The second episode of the season saw Esther poisoning Janine with chocolates and telling an unaware Janine after she ate them that she wanted to hurt Janine for her role in Esther’s handmaid life. The harrowing scene, which left the two women spitting blood on the Red Center floor before being rushed to the hospital, came after a traumatic visit that Esther had with her new commander, Janine’s former Commander Warren Putnam (Stephen Kunken). Janine has since woken up and endured weeks of recovery, but Esther remains in a coma.
“It’s another layer for Janine of, what does this do to her? She’s been on the verge of death before and in the hospital. Is she going to make it, is she not? We’ve done this. But this time, instead of it being brought on by herself, this was brought on by someone who she loves, and this is a lot more painful,” explains Brewer. “She knows Esther, and she knows what she’s been through. And I think there’s a large part of her that feels a maternal need to nurture this child — this hurt, little baby bird, who turns out to be quite a bit of a vulture.”
She continues, “All of her friends are dead or gone, and friendship is something that has helped keep her alive. We’ve seen how handmaids always walk in twos. Ultimately, Janine will always choose her friends. She’s fiercely loyal. So, I think with Esther, and then with the betrayal, it breaks something in her — something essential to who Janine was has now been turned by this horrifying betrayal from someone who I really think she does love and care about.”
Filming the scene required precise choreography, as Brewer and Grace tried to “perfectly spew” their coughs of blood in the right direction while rolling on the ground. “Every few minutes, Mckenna and I were filling our mouths with mouthblood, which is a really sweet sugar juice. It’s really gross, it could give you a cavity, it’s that sweet,” she says with a laugh at the acting task. “I have a great photo of me and Mckenna just smiling, just covered in blood. We’re having the time of our lives, but Ann [Dowd], who runs in and screams and cries, was having a bit more of an emotional day!”
Onscreen, the event sparks a change in Janine, as viewers clearly see when she wakes up that she is no longer docile. Instead, she confronts Aunt Lydia about her contributing role in Gilead’s abuse of the handmaids, which, in turn, does the unthinkable and motivates Lydia to want to make changes and, finally, take steps to protect her girls. Perhaps the most powerful cog in Gilead’s slow wheel of change is the impact all of this has on Lydia, who can use her powerful allegiance with Commander Lawrence (Bradley Whitford) in small ways.
“Ultimately, Lydia cares about these girls. As much as we want to think that she doesn’t, if you spend even 30 seconds talking to Ann [Dowd] about Aunt Lydia, she’ll say, ‘She loves those girls, she loves girls.’ And she does. I think you see it in every scene that Ann and I have. There’s so much love there,” says Brewer. “And my hope is that Aunt Lydia is realizing that if you love these girls, you have to advocate for them in a very real way, not just in the ‘It’s God’s will’ kind of way.”

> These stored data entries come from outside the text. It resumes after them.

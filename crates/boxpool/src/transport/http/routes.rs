//! HTTP route handlers.

use std::sync::Arc;

use axum::{
    Router,
    extract::{DefaultBodyLimit, Multipart, Path, Query, State},
    http::{HeaderMap, StatusCode, header},
    response::{IntoResponse, Json, Response},
    routing::{get, post},
};
use serde::{Deserialize, Serialize};

use super::liveness::liveness_socket;
use crate::health::HealthResponse;
use crate::manager::{HealthSnapshot, SlotError, SlotManager};
use crate::reclaim::ReclaimOutcome;
use crate::slot::SlotId;
use crate::version::VersionInfo;

const ANONYMOUS_ACTOR: &str = "anonymous";
const DEFAULT_ACTIVITY_LIMIT: usize = 50;
const MAX_ACTIVITY_LIMIT: usize = 500;

#[derive(Debug, Serialize)]
pub struct HealthCheckResponse {
    pub status: HealthResponse,
    pub total_slots: usize,
    pub idle_slots: usize,
    pub version: VersionInfo,
}

impl HealthCheckResponse {
    pub fn from_snapshot(snapshot: HealthSnapshot) -> Self {
        Self {
            status: snapshot.response(),
            total_slots: snapshot.total_slots,
            idle_slots: snapshot.idle_slots,
            version: snapshot.version,
        }
    }
}

#[derive(Debug, Serialize)]
struct UploadResponse {
    status: &'static str,
    url: String,
    instance_id: SlotId,
    ws_url: String,
}

#[derive(Debug, Deserialize)]
struct ActivityQuery {
    limit: Option<usize>,
}

fn error_response(status: StatusCode, detail: impl Into<String>) -> Response {
    (status, Json(serde_json::json!({ "detail": detail.into() }))).into_response()
}

fn slot_error_response(error: &SlotError) -> Response {
    let status = match error {
        SlotError::NotFound(_) => StatusCode::NOT_FOUND,
        SlotError::Busy(_) | SlotError::NotRunning(_) => StatusCode::CONFLICT,
        SlotError::UnsupportedArtifact(_) => StatusCode::BAD_REQUEST,
        SlotError::Allocation { .. } => StatusCode::INTERNAL_SERVER_ERROR,
        SlotError::StoreUnavailable(_) | SlotError::ShuttingDown => StatusCode::SERVICE_UNAVAILABLE,
    };
    error_response(status, error.to_string())
}

/// Client address for the activity log: first `x-forwarded-for` hop.
fn actor(headers: &HeaderMap) -> String {
    headers
        .get("x-forwarded-for")
        .and_then(|v| v.to_str().ok())
        .and_then(|v| v.split(',').next())
        .map(str::trim)
        .filter(|v| !v.is_empty())
        .unwrap_or(ANONYMOUS_ACTOR)
        .to_string()
}

fn ws_url(headers: &HeaderMap, manager: &SlotManager, id: SlotId) -> String {
    let host = headers
        .get(header::HOST)
        .and_then(|v| v.to_str().ok())
        .map(str::to_string)
        .unwrap_or_else(|| manager.public_host().to_string());
    format!("ws://{host}/ws/{id}")
}

async fn health_check(State(manager): State<Arc<SlotManager>>) -> Json<HealthCheckResponse> {
    Json(HealthCheckResponse::from_snapshot(manager.health().await))
}

async fn instances_status(State(manager): State<Arc<SlotManager>>) -> Response {
    match manager.snapshot().await {
        Ok(slots) => Json(slots).into_response(),
        Err(e) => slot_error_response(&e),
    }
}

async fn instance(State(manager): State<Arc<SlotManager>>, Path(id): Path<u32>) -> Response {
    match manager.slot(SlotId::new(id)).await {
        Ok(slot) => Json(slot).into_response(),
        Err(e) => slot_error_response(&e),
    }
}

async fn instance_activity(
    State(manager): State<Arc<SlotManager>>,
    Path(id): Path<u32>,
    Query(query): Query<ActivityQuery>,
) -> Response {
    let limit = query
        .limit
        .unwrap_or(DEFAULT_ACTIVITY_LIMIT)
        .min(MAX_ACTIVITY_LIMIT);
    match manager.activity(SlotId::new(id), limit).await {
        Ok(entries) => Json(entries).into_response(),
        Err(e) => slot_error_response(&e),
    }
}

async fn upload(
    State(manager): State<Arc<SlotManager>>,
    headers: HeaderMap,
    mut multipart: Multipart,
) -> Response {
    let mut file: Option<(String, Vec<u8>)> = None;
    let mut instance_id: Option<String> = None;

    loop {
        let field = match multipart.next_field().await {
            Ok(Some(field)) => field,
            Ok(None) => break,
            Err(e) => return error_response(e.status(), e.body_text()),
        };
        let name = field.name().map(str::to_string);
        match name.as_deref() {
            Some("file") => {
                let file_name = field.file_name().unwrap_or_default().to_string();
                match field.bytes().await {
                    Ok(bytes) => file = Some((file_name, bytes.to_vec())),
                    Err(e) => return error_response(e.status(), e.body_text()),
                }
            }
            Some("instance_id") => match field.text().await {
                Ok(text) => instance_id = Some(text),
                Err(e) => return error_response(e.status(), e.body_text()),
            },
            _ => {}
        }
    }

    let Some((file_name, bytes)) = file else {
        return error_response(StatusCode::UNPROCESSABLE_ENTITY, "missing form field: file");
    };
    let Some(raw_id) = instance_id else {
        return error_response(StatusCode::UNPROCESSABLE_ENTITY, "missing form field: instance_id");
    };
    let Ok(id) = raw_id.trim().parse::<u32>().map(SlotId::new) else {
        return error_response(
            StatusCode::UNPROCESSABLE_ENTITY,
            format!("invalid instance_id: {raw_id:?}"),
        );
    };

    let actor = actor(&headers);
    tracing::info!(slot = %id, %file_name, size = bytes.len(), %actor, "Upload received");

    match manager.allocate(id, &file_name, bytes, &actor).await {
        Ok(allocation) => Json(UploadResponse {
            status: "success",
            url: allocation.url,
            instance_id: allocation.slot_id,
            ws_url: ws_url(&headers, &manager, id),
        })
        .into_response(),
        Err(e) => slot_error_response(&e),
    }
}

async fn release(
    State(manager): State<Arc<SlotManager>>,
    Path(id): Path<u32>,
    headers: HeaderMap,
) -> Response {
    let id = SlotId::new(id);
    match manager.release(id, &actor(&headers)).await {
        Ok(ReclaimOutcome::Stuck { pid }) => error_response(
            StatusCode::INTERNAL_SERVER_ERROR,
            format!("worker {pid} could not be stopped; slot {id} marked ERROR"),
        ),
        Ok(outcome) => {
            let (label, failures) = match outcome {
                ReclaimOutcome::AlreadyIdle => ("already_idle", Vec::new()),
                ReclaimOutcome::PartialFailure { failures } => ("partial_failure", failures),
                _ => ("reclaimed", Vec::new()),
            };
            Json(serde_json::json!({
                "status": "success",
                "instance_id": id,
                "outcome": label,
                "failures": failures,
            }))
            .into_response()
        }
        Err(e) => slot_error_response(&e),
    }
}

async fn shutdown(State(manager): State<Arc<SlotManager>>) -> impl IntoResponse {
    tracing::info!("Shutdown requested via HTTP");
    manager.trigger_shutdown();
    (StatusCode::OK, Json(serde_json::json!({})))
}

pub fn routes(manager: Arc<SlotManager>) -> Router {
    let upload_limit = manager.config().max_upload_bytes;
    Router::new()
        .route("/health-check", get(health_check))
        .route("/shutdown", post(shutdown))
        .route(
            "/upload",
            post(upload).layer(DefaultBodyLimit::max(upload_limit)),
        )
        .route("/api/instances/status", get(instances_status))
        .route("/api/instances/{id}", get(instance))
        .route("/api/instances/{id}/activity", get(instance_activity))
        .route("/api/instances/{id}/release", post(release))
        .route("/ws/{id}", get(liveness_socket))
        .with_state(manager)
}

#[cfg(test)]
mod tests {
    use super::*;
    use crate::testing::{TestPool, test_pool};
    use axum::body::Body;
    use axum::http::{Request, StatusCode};
    use http_body_util::BodyExt;
    use tower::ServiceExt;

    const BOUNDARY: &str = "boxpool-test-boundary";

    async fn response_json(response: Response) -> serde_json::Value {
        let body = response.into_body();
        let bytes = body.collect().await.unwrap().to_bytes();
        serde_json::from_slice(&bytes).unwrap()
    }

    fn upload_request(instance_id: &str, file_name: &str, content: &str) -> Request<Body> {
        let body = format!(
            "--{BOUNDARY}\r\n\
             Content-Disposition: form-data; name=\"instance_id\"\r\n\r\n\
             {instance_id}\r\n\
             --{BOUNDARY}\r\n\
             Content-Disposition: form-data; name=\"file\"; filename=\"{file_name}\"\r\n\
             Content-Type: application/octet-stream\r\n\r\n\
             {content}\r\n\
             --{BOUNDARY}--\r\n"
        );
        Request::post("/upload")
            .header(
                header::CONTENT_TYPE,
                format!("multipart/form-data; boundary={BOUNDARY}"),
            )
            .header(header::HOST, "pool.example:8000")
            .header("x-forwarded-for", "198.51.100.7, 10.0.0.1")
            .body(Body::from(body))
            .unwrap()
    }

    async fn send(pool: &TestPool, request: Request<Body>) -> Response {
        routes(pool.manager.clone()).oneshot(request).await.unwrap()
    }

    async fn get_json(pool: &TestPool, uri: &str) -> (StatusCode, serde_json::Value) {
        let response = send(pool, Request::get(uri).body(Body::empty()).unwrap()).await;
        let status = response.status();
        (status, response_json(response).await)
    }

    async fn post_empty(pool: &TestPool, uri: &str) -> (StatusCode, serde_json::Value) {
        let response = send(pool, Request::post(uri).body(Body::empty()).unwrap()).await;
        let status = response.status();
        (status, response_json(response).await)
    }

    #[tokio::test]
    async fn health_check_returns_status_and_version() {
        let pool = test_pool().await;
        let (status, json) = get_json(&pool, "/health-check").await;

        assert_eq!(status, StatusCode::OK);
        assert_eq!(json["status"], "STARTING");
        assert_eq!(json["total_slots"], 5);
        assert!(json["version"]["boxpool"].is_string());
    }

    #[tokio::test]
    async fn status_lists_every_slot_in_order() {
        let pool = test_pool().await;
        let (status, json) = get_json(&pool, "/api/instances/status").await;

        assert_eq!(status, StatusCode::OK);
        let slots = json.as_array().unwrap();
        assert_eq!(slots.len(), 5);
        for (i, slot) in slots.iter().enumerate() {
            assert_eq!(slot["id"], i + 1);
            assert_eq!(slot["port"], i + 2);
            assert_eq!(slot["status"], "IDLE");
            assert!(slot["running_duration_seconds"].is_null());
        }
    }

    #[tokio::test]
    async fn unknown_instance_is_404() {
        let pool = test_pool().await;
        let (status, json) = get_json(&pool, "/api/instances/42").await;
        assert_eq!(status, StatusCode::NOT_FOUND);
        assert_eq!(json["detail"], "slot 42 not found");
    }

    #[tokio::test]
    async fn upload_allocates_slot_and_release_frees_it() {
        let pool = test_pool().await;

        let response = send(&pool, upload_request("3", "data.mdb", "db-bytes")).await;
        assert_eq!(response.status(), StatusCode::OK);
        let json = response_json(response).await;
        assert_eq!(json["status"], "success");
        assert_eq!(json["url"], "http://127.0.0.1:4");
        assert_eq!(json["instance_id"], 3);
        assert_eq!(json["ws_url"], "ws://pool.example:8000/ws/3");

        let (_, slot) = get_json(&pool, "/api/instances/3").await;
        assert_eq!(slot["status"], "RUNNING");
        assert!(slot["running_duration_seconds"].is_i64());

        let (_, activity) = get_json(&pool, "/api/instances/3/activity").await;
        assert_eq!(activity[0]["action"], "start");
        assert_eq!(activity[1]["action"], "allocate");
        assert_eq!(activity[1]["actor"], "198.51.100.7");
        assert_eq!(activity[1]["detail"], "data.mdb");

        let (status, json) = post_empty(&pool, "/api/instances/3/release").await;
        assert_eq!(status, StatusCode::OK);
        assert_eq!(json["outcome"], "reclaimed");

        let (status, json) = post_empty(&pool, "/api/instances/3/release").await;
        assert_eq!(status, StatusCode::OK);
        assert_eq!(json["outcome"], "already_idle");

        let (_, slot) = get_json(&pool, "/api/instances/3").await;
        assert_eq!(slot["status"], "IDLE");
        assert!(!pool.root.path().join("instance_3").exists());
    }

    #[tokio::test]
    async fn upload_to_busy_slot_is_409() {
        let pool = test_pool().await;
        assert_eq!(
            send(&pool, upload_request("1", "a.mdb", "x")).await.status(),
            StatusCode::OK
        );

        let response = send(&pool, upload_request("1", "b.mdb", "y")).await;
        assert_eq!(response.status(), StatusCode::CONFLICT);
        assert_eq!(pool.spawner.launches(), 1);

        pool.manager.release(SlotId::new(1), "test").await.unwrap();
    }

    #[tokio::test]
    async fn upload_rejects_bad_extension_and_unknown_slot() {
        let pool = test_pool().await;

        let response = send(&pool, upload_request("1", "notes.txt", "x")).await;
        assert_eq!(response.status(), StatusCode::BAD_REQUEST);

        let response = send(&pool, upload_request("8", "a.mdb", "x")).await;
        assert_eq!(response.status(), StatusCode::NOT_FOUND);

        let response = send(&pool, upload_request("one", "a.mdb", "x")).await;
        assert_eq!(response.status(), StatusCode::UNPROCESSABLE_ENTITY);

        assert_eq!(pool.spawner.launches(), 0);
    }

    #[tokio::test]
    async fn release_unknown_slot_is_404() {
        let pool = test_pool().await;
        let (status, _) = post_empty(&pool, "/api/instances/9/release").await;
        assert_eq!(status, StatusCode::NOT_FOUND);
    }

    #[tokio::test]
    async fn shutdown_triggers_manager_shutdown() {
        let pool = test_pool().await;
        let mut rx = pool.manager.shutdown_rx();

        assert!(!*rx.borrow());

        let (status, _) = post_empty(&pool, "/shutdown").await;
        assert_eq!(status, StatusCode::OK);
        rx.changed().await.unwrap();
        assert!(*rx.borrow());
    }

    #[test]
    fn actor_uses_first_forwarded_hop() {
        let mut headers = HeaderMap::new();
        assert_eq!(actor(&headers), "anonymous");
        headers.insert("x-forwarded-for", "203.0.113.1, 10.0.0.2".parse().unwrap());
        assert_eq!(actor(&headers), "203.0.113.1");
    }

    #[test]
    fn slot_errors_map_to_status_codes() {
        let id = SlotId::new(1);
        let cases = [
            (SlotError::NotFound(id), StatusCode::NOT_FOUND),
            (SlotError::Busy(id), StatusCode::CONFLICT),
            (SlotError::UnsupportedArtifact("a.txt".into()), StatusCode::BAD_REQUEST),
            (
                SlotError::Allocation {
                    slot: id,
                    reason: "launch failed".into(),
                },
                StatusCode::INTERNAL_SERVER_ERROR,
            ),
            (
                SlotError::StoreUnavailable("disk".into()),
                StatusCode::SERVICE_UNAVAILABLE,
            ),
        ];
        for (error, status) in cases {
            assert_eq!(slot_error_response(&error).status(), status);
        }
    }
}
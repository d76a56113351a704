//! Version information for boxpool.

/// Boxpool version from Cargo.toml
pub const BOXPOOL_VERSION: &str = env!("CARGO_PKG_VERSION");

/// Version information reported by the health endpoint.
#[derive(Debug, Clone, serde::Serialize)]
pub struct VersionInfo {
    pub boxpool: &'static str,
    /// Linked SQLite library version.
    pub sqlite: &'static str,
}

impl Default for VersionInfo {
    fn default() -> Self {
        Self {
            boxpool: BOXPOOL_VERSION,
            sqlite: rusqlite::version(),
        }
    }
}

impl VersionInfo {
    pub fn new() -> Self {
        Self::default()
    }
}
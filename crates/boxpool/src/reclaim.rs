//! Idempotent slot teardown.
//!
//! Every path that returns a slot to the pool (release, heartbeat loss,
//! unclaimed allocation, sweep, startup/shutdown reset, failed allocation)
//! goes through [`Reclaimer::reclaim`] while holding the slot's runtime lock.

use std::fmt;
use std::sync::Arc;

use crate::artifact::ArtifactLayout;
use crate::manager::SlotRuntime;
use crate::slot::{SlotId, SlotStatus};
use crate::store::{ActivityAction, SlotStore, StoreError, Transition};
use crate::worker::{ProcessSupervisor, TerminateError};

/// Actor recorded for reclaims not caused by a client.
pub const SYSTEM_ACTOR: &str = "system";

#[derive(Debug, Clone, Copy, PartialEq, Eq)]
pub enum ReclaimTrigger {
    Release,
    HeartbeatTimeout,
    ChannelClosed,
    Unclaimed,
    Sweep,
    Reset,
    AllocationFailure,
}

impl ReclaimTrigger {
    pub fn as_str(&self) -> &'static str {
        match self {
            Self::Release => "release",
            Self::HeartbeatTimeout => "heartbeat_timeout",
            Self::ChannelClosed => "channel_closed",
            Self::Unclaimed => "unclaimed",
            Self::Sweep => "sweep",
            Self::Reset => "reset",
            Self::AllocationFailure => "allocation_failure",
        }
    }
}

impl fmt::Display for ReclaimTrigger {
    fn fmt(&self, f: &mut fmt::Formatter<'_>) -> fmt::Result {
        f.write_str(self.as_str())
    }
}

#[derive(Debug, Clone, PartialEq, Eq)]
pub enum ReclaimOutcome {
    /// Nothing to do; the slot was already IDLE with no worker.
    AlreadyIdle,
    Reclaimed,
    /// Slot is IDLE but some teardown steps failed.
    PartialFailure { failures: Vec<String> },
    /// Worker could not be killed; slot left in ERROR for the next sweep.
    Stuck { pid: u32 },
}

impl ReclaimOutcome {
    pub fn is_idle(&self) -> bool {
        !matches!(self, Self::Stuck { .. })
    }
}

pub struct Reclaimer {
    store: SlotStore,
    supervisor: Arc<ProcessSupervisor>,
    layout: ArtifactLayout,
}

impl Reclaimer {
    pub fn new(store: SlotStore, supervisor: Arc<ProcessSupervisor>, layout: ArtifactLayout) -> Self {
        Self {
            store,
            supervisor,
            layout,
        }
    }

    /// Return a slot to IDLE.
    ///
    /// Without `force`, an IDLE slot with no attached worker is left alone.
    /// With `force`, every teardown step runs regardless of recorded state.
    /// Only store failures are returned as errors; teardown failures are
    /// reported in the outcome.
    pub async fn reclaim(
        &self,
        id: SlotId,
        runtime: &mut SlotRuntime,
        trigger: ReclaimTrigger,
        actor: &str,
        force: bool,
    ) -> Result<ReclaimOutcome, StoreError> {
        let current = self.store.get(id).await?;
        if !force && current.status == SlotStatus::Idle && runtime.worker.is_none() {
            tracing::debug!(slot = %id, %trigger, "Slot already idle");
            return Ok(ReclaimOutcome::AlreadyIdle);
        }

        // Invalidate this allocation: watchdogs and channels bound to it no
        // longer apply.
        runtime.generation += 1;
        runtime.liveness_bound = false;
        if let Some(binding) = runtime.liveness.take() {
            binding.cancel.cancel();
        }

        let mut failures = Vec::new();

        if let Some(mut handle) = runtime.worker.take() {
            match self.supervisor.terminate(&mut handle).await {
                Ok(()) => {}
                Err(TerminateError::Unkillable { pid }) => {
                    runtime.worker = Some(handle);
                    return self.mark_stuck(id, pid, trigger, actor).await;
                }
            }
        } else if let Some(reference) = &current.worker_ref {
            // Recorded by a process that no longer owns it: stop it by pid so
            // it cannot keep the slot's port.
            match reference.parse::<u32>() {
                Ok(pid) => {
                    if let Err(TerminateError::Unkillable { pid }) =
                        self.supervisor.terminate_orphan(id, pid).await
                    {
                        return self.mark_stuck(id, pid, trigger, actor).await;
                    }
                }
                Err(_) => {
                    tracing::warn!(slot = %id, worker = %reference, "Unrecognized worker reference");
                }
            }
        }

        if let Err(e) = self.supervisor.cleanup(id).await {
            tracing::warn!(slot = %id, error = %e, "Cleanup command failed");
            failures.push(format!("cleanup: {e}"));
        }

        let layout = self.layout.clone();
        match tokio::task::spawn_blocking(move || layout.remove(id)).await {
            Ok(Ok(_)) => {}
            Ok(Err(e)) => {
                tracing::warn!(slot = %id, error = %e, "Failed to remove artifact directory");
                failures.push(format!("artifact: {e}"));
            }
            Err(e) => {
                tracing::warn!(slot = %id, error = %e, "Artifact removal task failed");
                failures.push(format!("artifact: {e}"));
            }
        }

        self.store.transition(id, None, Transition::Idle).await?;

        let detail = if failures.is_empty() {
            trigger.to_string()
        } else {
            format!("{trigger} ({})", failures.join("; "))
        };
        self.record(id, actor, ActivityAction::Stop, detail).await;

        if failures.is_empty() {
            tracing::info!(slot = %id, %trigger, "Slot reclaimed");
            Ok(ReclaimOutcome::Reclaimed)
        } else {
            tracing::warn!(slot = %id, %trigger, failures = failures.len(), "Slot reclaimed with failures");
            Ok(ReclaimOutcome::PartialFailure { failures })
        }
    }

    /// Leave the slot in ERROR with the surviving pid recorded; the sweep
    /// retries it.
    async fn mark_stuck(
        &self,
        id: SlotId,
        pid: u32,
        trigger: ReclaimTrigger,
        actor: &str,
    ) -> Result<ReclaimOutcome, StoreError> {
        tracing::error!(slot = %id, pid, %trigger, "Worker unkillable, marking slot ERROR");
        self.store
            .transition(
                id,
                None,
                Transition::Error {
                    worker_ref: Some(pid.to_string()),
                },
            )
            .await?;
        self.record(id, actor, ActivityAction::Error, format!("{trigger}: worker {pid} unkillable"))
            .await;
        Ok(ReclaimOutcome::Stuck { pid })
    }

    async fn record(&self, id: SlotId, actor: &str, action: ActivityAction, detail: String) {
        if let Err(e) = self.store.log_activity(id, actor, action, Some(detail)).await {
            tracing::warn!(slot = %id, %action, error = %e, "Failed to record activity");
        }
    }
}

Behind the scenes, Brewer wasn’t concerned that this attempt on Janine’s life would be the end. “I would hope that after five seasons, there would be a little bit of a warning. I don’t think Bruce Miller would allow that to happen, he’s too kind a human being to surprise me that way,” she says of the creator and showrunner.
But she certainly acknowledges the shift. “I think there is some energy from what happened that Janine takes into the end of the season that you will see,” she teases. “There is a void in the Red Center without June, and the only way you survive Gilead is with a June; with some sort of June. So, I think Janine tries to embody a little bit of that June energy for these handmaids. And I think she finds purpose in it.”
The Handmaid’s Tale‘s fifth season is currently streaming on Hulu, with new episodes dropping Wednesdays.